What you should do: Go through the records and count every line that holds "NativeSelector". Only the number belongs in the reply.

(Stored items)
/// Owns the bootstrap prototypes and the program's single root environment
/// for the lifetime of one run (spec §9 "Global state" — distinct
/// interpreter instances never share a root environment).
pub struct Interpreter<W: Write> {
    roots: Roots,
    globals: Globals,
    out: W,
}

impl<W: Write> Interpreter<W> {
    pub fn new(out: W) -> Self {
        let roots = Roots::bootstrap();
        let globals = Globals::new();
        globals.set("Object", Value::Object(roots.object.clone()));
        globals.set("Number", Value::Object(roots.number.clone()));
        globals.set("Boolean", Value::Object(roots.boolean.clone()));
        globals.set("String", Value::Object(roots.string.clone()));
        log::debug!("bootstrap complete: Object/Number/Boolean/String installed");

        Self { roots, globals, out }
    }

    /// Runs every top-level statement of `program` in order against a fresh
    /// top-level environment (spec §6 "Files are evaluated from top to
    /// bottom as a single program against a fresh root environment").
    pub fn run(&mut self, program: &Program) -> Result<Value, RuntimeError> {
        let mut env = Env::top_level(self.globals.clone());
        let mut last = self.empty();

        for stmt in &program.stmts {
            match self.eval_stmt(stmt, &mut env)? {
                Flow::Value(value) => last = value,
                Flow::Return(_) => return Err(RuntimeError::control_flow_out_of_context("return", stmt.position())),
                Flow::Break => return Err(RuntimeError::control_flow_out_of_context("break", stmt.position())),
                Flow::Continue => return Err(RuntimeError::control_flow_out_of_context("continue", stmt.position())),
            }
        }

        Ok(last)
    }

    /// The canonical empty/no-value result: a fresh, slotless `Object`
    /// clone (spec §4.4 "result is the canonical empty/Object value").
    fn empty(&self) -> Value {
        Value::Object(self.roots.object.spawn_clone())
    }

    fn autobox(&self, value: Value) -> Value {
        self.roots.autobox(value)
    }

    /// Autoboxes `value` if needed and unwraps the resulting `Object`; every
    /// message receiver and every slot-assignment target goes through this
    /// (spec §4.4 "Autobox on receiver").
    fn as_object(&self, value: Value) -> Object {
        match self.autobox(value) {
            Value::Object(obj) => obj,
            Value::Raw(_) => unreachable!("Roots::autobox always produces an Object"),
        }
    }

    fn unbox_bool(&self, value: &Value, position: Position) -> Result<bool, RuntimeError> {
        match value {
            Value::Raw(Raw::Bool(b)) => Ok(*b),
            Value::Object(obj) => match obj.own_slot("value") {
                Some(Slot::Value(Value::Raw(Raw::Bool(b)))) => Ok(b),
                _ => Err(RuntimeError::type_error("expected a Boolean", position)),
            },
            _ => Err(RuntimeError::type_error("expected a Boolean", position)),
        }
    }

    // -- statements ----------------------------------------------------------

    fn eval_stmt(&mut self, stmt: &Stmt, env: &mut Env) -> Result<Flow, RuntimeError> {
        match stmt {
            Stmt::Expression(expr) => self.eval_expr(expr, env),
            Stmt::Assignment(assignment) => self.eval_assignment(assignment, env),
            Stmt::MethodDef(method_def) => self.eval_method_def(method_def, env),
            Stmt::Return(expr, _) => {
                let flow = self.eval_expr(expr, env)?;
                let value = eval_value!(flow);
                Ok(Flow::Return(value))
            }
            Stmt::Break(_) => Ok(Flow::Break),
            Stmt::Continue(_) => Ok(Flow::Continue),
        }
    }

    fn eval_assignment(&mut self, assignment: &Assignment, env: &mut Env) -> Result<Flow, RuntimeError> {
        match &assignment.target {
            LValue::Identifier(name) => {
                let flow = self.eval_expr(&assignment.value, env)?;
                let value = eval_value!(flow);
                env.assign(name.clone(), value.clone());
                Ok(Flow::Value(value))
            }
            LValue::SlotPath { receiver, slot } => {
                let receiver_flow = self.eval_expr(receiver, env)?;
                let receiver_value = eval_value!(receiver_flow);
                let obj = self.as_object(receiver_value);

                // A bare identifier bound to a raw payload (`i = 1`) names
                // no persistent object until this point; autoboxing above
                // minted a fresh clone just now. Rebind the identifier to
                // that clone so the slot write below is visible the next
                // time the variable is read, instead of mutating a clone
                // nobody keeps a handle to.
                if let Expr::Identifier(name, _) = receiver {
                    env.assign(name.clone(), Value::Object(obj.clone()));
                }

                let value_flow = self.eval_expr(&assignment.value, env)?;
                let value = eval_value!(value_flow);

                obj.set_slot(slot.clone(), value.clone());
                Ok(Flow::Value(value))
            }
        }
    }

    fn eval_method_def(&mut self, method_def: &MethodDef, env: &mut Env) -> Result<Flow, RuntimeError> {
        let receiver_flow = self.eval_expr(&method_def.receiver, env)?;
        let receiver_value = eval_value!(receiver_flow);
        let obj = self.as_object(receiver_value);

        log::debug!("installing method '{}' (arity {}) on {:?}", method_def.name, method_def.params.len(), obj.proto_chain_names());

        obj.set_method_slot(
            method_def.name.clone(),
            Method::User(UserMethod {
                params: method_def.params.clone(),
                body: method_def.body.clone(),
            }),
        );

        Ok(Flow::Value(self.empty()))
    }

    // -- expressions ---------------------------------------------------------

    fn eval_expr(&mut self, expr: &Expr, env: &mut Env) -> Result<Flow, RuntimeError> {
        match expr {
            Expr::Literal(literal, _) => Ok(Flow::Value(eval_literal(literal))),
            Expr::Identifier(name, position) => match env.get(name) {
                Some(value) => Ok(Flow::Value(value)),
                None => Err(RuntimeError::other(format!("undefined identifier '{name}'"), *position)),
            },
            Expr::Paren(inner) => self.eval_expr(inner, env),
            Expr::Message(message) => self.eval_message(message, env),
        }
    }

    fn eval_block(&mut self, block: &Block, env: &mut Env) -> Result<Flow, RuntimeError> {
        let mut last = Flow::Value(self.empty());
        for stmt in &block.stmts {
            last = self.eval_stmt(stmt, env)?;
            if !matches!(last, Flow::Value(_)) {
                return Ok(last);
            }
        }
        Ok(last)
    }

    /// Evaluates a single message send (spec §4.4 "Evaluating a Message
    /// node"): evaluate the receiver, autobox it, look up the selector,
    /// then dispatch on what kind of slot it names.
    fn eval_message(&mut self, message: &Message, env: &mut Env) -> Result<Flow, RuntimeError> {
        let position = message.position;

        let receiver_flow = self.eval_expr(&message.receiver, env)?;
        let receiver_value = eval_value!(receiver_flow);
        let boxed_receiver = self.autobox(receiver_value);
        let receiver_obj = match &boxed_receiver {
            Value::Object(obj) => obj.clone(),
            Value::Raw(_) => unreachable!("Roots::autobox always produces an Object"),
        };

        log::trace!("dispatch '{}' on {:?}", message.selector, receiver_obj.proto_chain_names());

        let Some(slot) = receiver_obj.get_slot(&message.selector) else {
            return Err(RuntimeError::does_not_understand(
                message.selector.clone(),
                receiver_obj.proto_chain_names(),
                position,
            ));
        };

        match slot {
            // A non-method slot sent with no args/block is a field read
            // (spec §4.4 step 4); sending it arguments or a block has no
            // meaning, since plain data slots are not callable.
            Slot::Value(value) => {
                if message.args.is_empty() && message.block.is_none() {
                    Ok(Flow::Value(value))
                } else {
                    Err(RuntimeError::arity_mismatch(message.selector.clone(), 0, message.args.len(), position))
                }
            }
            Slot::Method(Method::Native(NativeSelector::ObjectPrint)) => self.eval_print(message, &boxed_receiver, position),
            Slot::Method(Method::Native(NativeSelector::BooleanIfTrue)) => self.eval_if_true(message, &boxed_receiver, env, position),
            Slot::Method(Method::Native(NativeSelector::BooleanIfFalse)) => self.eval_if_false(message, &boxed_receiver, env, position),
            Slot::Method(Method::Native(NativeSelector::BooleanWhileTrue)) => self.eval_while_true(message, env, position),
            Slot::Method(method) => {
                if message.args.len() != method.arity() {
                    return Err(RuntimeError::arity_mismatch(
                        message.selector.clone(),
                        method.arity(),
                        message.args.len(),
                        position,
                    ));
                }

                let mut args = Vec::with_capacity(message.args.len());
                for arg_expr in &message.args {
                    let flow = self.eval_expr(arg_expr, env)?;
                    args.push(eval_value!(flow));
                }

                match method {
                    Method::Native(tag) => Ok(builtins::compute(tag, &boxed_receiver, &args, &message.selector, position)?),
                    Method::User(user_method) => self.call_user_method(&user_method, boxed_receiver, &args, position),
                }
            }
        }
    }

    /// Runs a user-defined method body in a fresh activation frame (spec
    /// §4.4 step 5): `self` bound to the receiver, parameters bound to the
    /// evaluated arguments, no visibility into the caller's locals (spec
    /// §4.3 "methods are not closures"). `ReturnSignal` is caught here —
    /// the nearest enclosing method activation — and becomes the method's
    /// result; `Break`/`Continue` escaping this far mean there was no
    /// enclosing loop to catch them, which is a runtime error.
    fn call_user_method(&mut self, method: &UserMethod, receiver: Value, args: &[Value], position: Position) -> Result<Flow, RuntimeError> {
        let locals: HashMap<String, Value> = method.params.iter().cloned().zip(args.iter().cloned()).collect();
        let mut activation = Env::activation(self.globals.clone(), receiver, locals);

        match self.eval_block(&method.body, &mut activation)? {
            Flow::Value(value) | Flow::Return(value) => Ok(Flow::Value(value)),
            Flow::Break => Err(RuntimeError::control_flow_out_of_context("break", position)),
            Flow::Continue => Err(RuntimeError::control_flow_out_of_context("continue", position)),
        }
    }

    fn eval_print(&mut self, message: &Message, receiver: &Value, position: Position) -> Result<Flow, RuntimeError> {
        if !message.args.is_empty() {
            return Err(RuntimeError::arity_mismatch("print", 0, message.args.len(), position));
        }
        let text = self.roots.render(receiver);
        writeln!(self.out, "{text}").map_err(|err| RuntimeError::other(format!("failed to write output: {err}"), position))?;
        Ok(Flow::Value(receiver.clone()))
    }

    /// `cond ifTrue { body }` (optionally paired with a folded `ifFalse`,
    /// see the parser's Open Question 2 resolution): runs `block` if
    /// `cond.value` is true, `else_block` otherwise, or the empty value if
    /// the relevant block is absent (spec §4.4 "Built-in block-accepting
    /// methods").
    fn eval_if_true(&mut self, message: &Message, receiver: &Value, env: &mut Env, position: Position) -> Result<Flow, RuntimeError> {
        if !message.args.is_empty() {
            return Err(RuntimeError::arity_mismatch("ifTrue", 0, message.args.len(), position));
        }
        let cond = self.unbox_bool(receiver, position)?;
        match (cond, &message.block, &message.else_block) {
            (true, Some(block), _) => self.eval_block(block, env),
            (false, _, Some(else_block)) => self.eval_block(else_block, env),
            _ => Ok(Flow::Value(self.empty())),
        }
    }

    /// Standalone `cond ifFalse { body }`: runs `block` only if `cond.value`
    /// is false.
    fn eval_if_false(&mut self, message: &Message, receiver: &Value, env: &mut Env, position: Position) -> Result<Flow, RuntimeError> {
        if !message.args.is_empty() {
            return Err(RuntimeError::arity_mismatch("ifFalse", 0, message.args.len(), position));
        }
        let cond = self.unbox_bool(receiver, position)?;
        match (cond, &message.block) {
            (false, Some(block)) => self.eval_block(block, env),
            _ => Ok(Flow::Value(self.empty())),
        }
    }

    /// `cond whileTrue { body }`: re-evaluates the *unevaluated receiver
    /// expression* every iteration rather than the already-evaluated
    /// condition value, since the whole point of the loop is to see a fresh
    /// result each time (spec §4.4 "the receiver here is a freshly
    /// evaluated condition expression"). `break`/`continue` are caught
    /// here, the nearest enclosing loop; `return` propagates through to
    /// the enclosing method activation.
    fn eval_while_true(&mut self, message: &Message, env: &mut Env, position: Position) -> Result<Flow, RuntimeError> {
        if !message.args.is_empty() {
            return Err(RuntimeError::arity_mismatch("whileTrue", 0, message.args.len(), position));
        }
        let Some(body) = &message.block else {
            return Err(RuntimeError::other("'whileTrue' requires a block argument", position));
        };

        loop {
            let cond_flow = self.eval_expr(&message.receiver, env)?;
            let cond_value = eval_value!(cond_flow);
            let boxed_cond = self.autobox(cond_value);
            if !self.unbox_bool(&boxed_cond, position)? {
                break;
            }

            match self.eval_block(body, env)? {
                Flow::Value(_) => {}
                Flow::Break => break,
                Flow::Continue => continue,
                Flow::Return(value) => return Ok(Flow::Return(value)),
            }
        }

        Ok(Flow::Value(self.empty()))
    }
}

Expected answer: 4